Setting a section’s attributes using the Memory Protection Unit (MPU) can affect the CPU’s ordering of that specific section. The MPU allows configuring access permissions and cache policies for different memory regions. Setting strict ordering for a section via the MPU results in the CPU forcing transactions to that section to occur in program order. This prevents reordering optimizations that could cause problems for self-modifying or tightly coupled driver code.
Overview of Sections and MPU
Sections are independent units of code or data that can be individually configured and mapped into memory. On ARM processors, the MPU allows assigning section-level attributes like:
- Access permissions (read/write/execute)
- Caching policies (cacheable/non-cacheable)
- Memory types (normal, device, strongly ordered)
- Allocation strategies (static, dynamic)
The MPU provides hardware-level isolation and protection for different memory regions. It divides the memory map into a set of sections called MPU regions. Each MPU region can be configured with different attributes. The attributes control things like:
- Which CPU modes can access the region (e.g. user mode vs privileged mode)
- What kind of accesses are allowed (read/write/execute)
- The caching policy for the region
When the CPU generates a memory access, the MPU hardware checks if the access matches the configured attributes of any region. If not, the MPU triggers a fault exception. This prevents potentially dangerous accesses before they reach memory.
MPU Region Ordering and Reordering
One important MPU region attribute is the shareability attribute. This controls the memory ordering applied to that region. The options are:
- Non-shareable – System ordering is applied. Allows reordering for performance.
- Inner Shareable – Inner shareable ordering applied. Some reordering allowed.
- Outer Shareable – Outer shareable ordering applied. Strictest ordering.
- Strongly Ordered – Strongest ordering, no reordering of any kind.
Strongly ordered and outer shareable regions have very strict ordering, forcing all transactions to that region occur in program order. This disables any reordering optimizations by the CPU, memory system, or interconnect.
Non-shareable regions allow the most reordering flexibility. The CPU can reorder transactions to different non-shareable regions. Caches and interconnects can also reorder transactions as long as system correctness is maintained.
MPU Ordering Effects
Setting a section to use strongly ordered or outer shareable attributes via the MPU prevents the CPU and memory system from reordering accesses to that section. Some examples include:
- Self-modifying code sections should use strongly ordered attributes. This ensures instruction fetches get updated data, not stale cached values.
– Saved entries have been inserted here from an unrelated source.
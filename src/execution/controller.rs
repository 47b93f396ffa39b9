use std::sync::Arc;

use chrono::Duration;
use rust_decimal::Decimal;
use serde::Deserialize;
use tokio::sync::mpsc;

use super::executor::Executor;
use super::position::{ExitBands, Position};
use super::price_feed::PriceFeed;
use super::status::{StatusLine, StatusStream};
use crate::api::{MarketDataProvider, OrderExecutor};
use crate::models::{KlineInterval, Signal, TradeSide};
use crate::strategy::Strategy;
use crate::{BotError, Result};

/// Timing, band and sizing parameters for a controller run
#[derive(Debug, Clone, PartialEq, Deserialize)]
#[serde(default)]
pub struct ControllerConfig {
    pub interval: KlineInterval,
    pub entry_lookback_minutes: i64,
    pub monitor_lookback_minutes: i64,
    pub poll_interval_ms: u64,
    /// Floor applied to `poll_interval_ms`, sized to the data provider's rate limits
    pub min_poll_interval_ms: u64,
    pub take_profit_ratio: f64,
    pub stop_loss_ratio: f64,
    /// Scales the requested quantity on exit to leave room for fees
    pub sell_quantity_factor: Decimal,
    pub status_buffer: usize,
}

impl Default for ControllerConfig {
    fn default() -> Self {
        Self {
            interval: KlineInterval::OneMinute,
            entry_lookback_minutes: 100,
            monitor_lookback_minutes: 2,
            poll_interval_ms: 500,
            min_poll_interval_ms: 200,
            take_profit_ratio: 1.01,
            stop_loss_ratio: 0.99,
            sell_quantity_factor: Decimal::new(998, 3),
            status_buffer: 32,
        }
    }
}

impl ControllerConfig {
    pub fn poll_interval(&self) -> std::time::Duration {
        std::time::Duration::from_millis(self.poll_interval_ms.max(self.min_poll_interval_ms))
    }

    pub fn bands(&self) -> ExitBands {
        ExitBands {
            take_profit_ratio: self.take_profit_ratio,
            stop_loss_ratio: self.stop_loss_ratio,
        }
    }
}

/// Single-symbol entry/exit controller
///
/// Each `run` is independent: it starts flat, checks for an entry once, and
/// if it buys, polls until the position hits a band and is sold. At most one
/// run per symbol should be active against a real account.
#[derive(Clone)]
pub struct PositionController {
    market: Arc<dyn MarketDataProvider>,
    orders: Arc<dyn OrderExecutor>,
    strategy: Arc<dyn Strategy>,
    config: ControllerConfig,
}

impl PositionController {
    pub fn new(
        market: Arc<dyn MarketDataProvider>,
        orders: Arc<dyn OrderExecutor>,
        strategy: Arc<dyn Strategy>,
        config: ControllerConfig,
    ) -> Self {
        Self {
            market,
            orders,
            strategy,
            config,
        }
    }

    /// Start a run for `symbol` sized at `quantity`
    ///
    /// Must be called from within a tokio runtime.
    pub fn run(&self, symbol: &str, quantity: Decimal) -> StatusStream {
        let (tx, rx) = mpsc::channel(self.config.status_buffer.max(1));

        let run = Run {
            feed: PriceFeed::new(
                self.market.clone(),
                self.config.interval,
                Duration::minutes(self.config.entry_lookback_minutes),
                Duration::minutes(self.config.monitor_lookback_minutes),
            ),
            executor: Executor::new(self.orders.clone()),
            strategy: self.strategy.clone(),
            config: self.config.clone(),
            symbol: symbol.to_string(),
            quantity,
            position: Position::flat(symbol),
            polls: 0,
            tx,
        };

        tracing::info!(
            symbol = %symbol,
            strategy = run.strategy.name(),
            "Starting run for {}",
            quantity
        );

        StatusStream::new(rx, tokio::spawn(run.execute()))
    }
}

/// Per-invocation state, owned by the spawned task
struct Run {
    feed: PriceFeed,
    executor: Executor,
    strategy: Arc<dyn Strategy>,
    config: ControllerConfig,
    symbol: String,
    quantity: Decimal,
    position: Position,
    polls: u64,
    tx: mpsc::Sender<Result<StatusLine>>,
}

impl Run {
    async fn execute(mut self) -> Position {
        match self.drive().await {
            Ok(()) => {
                tracing::info!(symbol = %self.symbol, "Run finished ({:?})", self.position.status);
            }
            Err(BotError::Cancelled) => {
                if self.position.is_open() {
                    tracing::warn!(
                        symbol = %self.symbol,
                        "Observer disconnected with position open ({} @ {})",
                        self.position.quantity,
                        self.position.entry_price
                    );
                } else {
                    tracing::info!(symbol = %self.symbol, "Observer disconnected, stopping");
                }
            }
            Err(e) => {
                if self.position.is_open() {
                    tracing::error!(
                        symbol = %self.symbol,
                        "Run failed with position left open ({} @ {}): {}",
                        self.position.quantity,
                        self.position.entry_price,
                        e
                    );
                } else {
                    tracing::warn!(symbol = %self.symbol, "Run failed: {}", e);
                }
                // Receiver may already be gone; nothing else to report to
                let _ = self.tx.send(Err(e)).await;
            }
        }

        self.position
    }

    async fn emit(&self, line: StatusLine) -> Result<()> {
        self.tx.send(Ok(line)).await.map_err(|_| BotError::Cancelled)
    }

    async fn drive(&mut self) -> Result<()> {
        if self.try_enter().await? {
            self.monitor().await?;
        }
        Ok(())
    }

    /// One-shot entry check; returns whether a position was opened
    async fn try_enter(&mut self) -> Result<bool> {
        let series = match self.feed.entry_series(&self.symbol).await {
            Ok(series) => series,
            Err(e) => {
                tracing::warn!(symbol = %self.symbol, "No entry data: {}", e);
                self.emit(StatusLine::NoEntry(e.to_string())).await?;
                return Ok(false);
            }
        };

        self.emit(StatusLine::PriceUpdate(series.latest().close)).await?;

        match self.strategy.generate_signal(&series) {
            Ok(Signal::Buy) => {}
            Ok(Signal::Hold) => {
                self.emit(StatusLine::NoEntry("no buy signal".to_string()))
                    .await?;
                return Ok(false);
            }
            Err(e) => {
                tracing::warn!(symbol = %self.symbol, "Signal unavailable: {}", e);
                self.emit(StatusLine::NoEntry(e.to_string())).await?;
                return Ok(false);
            }
        }

        let fill = self
            .executor
            .place(&self.symbol, TradeSide::Buy, self.quantity)
            .await?;
        self.position.open(&fill, &self.config.bands())?;
        self.emit(StatusLine::OrderPlaced(TradeSide::Buy, fill)).await?;

        Ok(true)
    }

    /// Poll the short window until a band is hit and the position is sold
    async fn monitor(&mut self) -> Result<()> {
        let poll_interval = self.config.poll_interval();

        while self.position.is_open() {
            if self.tx.is_closed() {
                return Err(BotError::Cancelled);
            }

            tokio::time::sleep(poll_interval).await;
            self.polls += 1;

            let close = match self.feed.latest_close(&self.symbol).await {
                Ok(close) => close,
                Err(e) => {
                    tracing::warn!(symbol = %self.symbol, poll = self.polls, "Skipping poll: {}", e);
                    self.emit(StatusLine::PollSkipped(e.to_string())).await?;
                    continue;
                }
            };

            tracing::debug!(symbol = %self.symbol, poll = self.polls, "Close {}", close);

            self.emit(StatusLine::PriceUpdate(close)).await?;
            self.emit(StatusLine::TargetBand {
                take_profit: self.position.take_profit,
                stop_loss: self.position.stop_loss,
            })
            .await?;

            if let Some(reason) = self.position.should_exit(close) {
                tracing::info!(symbol = %self.symbol, "{:?} hit at {}", reason, close);

                let requested = self.quantity * self.config.sell_quantity_factor;
                let fill = self
                    .executor
                    .place(&self.symbol, TradeSide::Sell, requested)
                    .await?;
                self.position.close(&fill, reason)?;
                self.emit(StatusLine::OrderPlaced(TradeSide::Sell, fill)).await?;
            }
        }

        Ok(())
    }
}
- Memory-mapped peripheral register sections should use strongly ordered attributes. This prevents reordering that could cause race conditions.
- Multiprocessor shared memory sections should use outer shareable attributes. This ensures all CPUs see memory accesses in the same order.
For normal data and code sections, non-shareable attributes can be used. This allows the CPU and caches to aggressively reorder accesses to different non-shareable regions for performance. Reordering works safely as long as dependent accesses use full memory barriers as needed.
Setting Section Attributes with MPU
There are a few common ways to set section attributes using the MPU on ARM processors:
- The MPU driver can configure MPU regions during kernel initialization based on mappings defined in the linker script.
- Hypervisors may configure the MPU to isolate guest OS memory into different regions.
- Some MPUs allow section attributes to be dynamically reconfigured at runtime via MPU driver APIs.
- Higher level APIs like the OS memory protection API can set MPU attributes when creating special memory sections.
For example, to create a strongly ordered shareable memory section, the MPU region would be configured to match the memory address range for that section. The region attributes would be set to permit the required accesses with strongly ordered shareability.
Aligning the MPU regions properly with memory sections prevents accesses from hitting the wrong MPU region. Misalignment could cause unintended faults or reordering for sections.
Effects on Memory Subsystem
The CPU ordering enforced by MPU attributes can influence the broader memory subsystem behavior:
- Non-cacheable attributes bypass caches, eliminating reordering side effects.
- Write-through cacheable attributes prevent reordering writes vs later reads.
- Strongly ordered attributes force interconnect transactions in order.
Conversely, the memory subsystem can limit the MPU’s effects if it reorders transactions across regions. Using strongly ordered attributes ensures strict ordering regardless of the memory system behavior.
Summary
The MPU allows assigning memory ordering attributes like strongly ordered and outer shareable to memory regions. Applying such strict ordering to a section via the MPU prevents the CPU and memory system from reordering transactions to that section. This is essential for self-modifying code, memory-mapped peripherals, shared memory, and other critical sections. Careful use of MPU attributes can enable both optimal performance and correct behavior across interacting sections.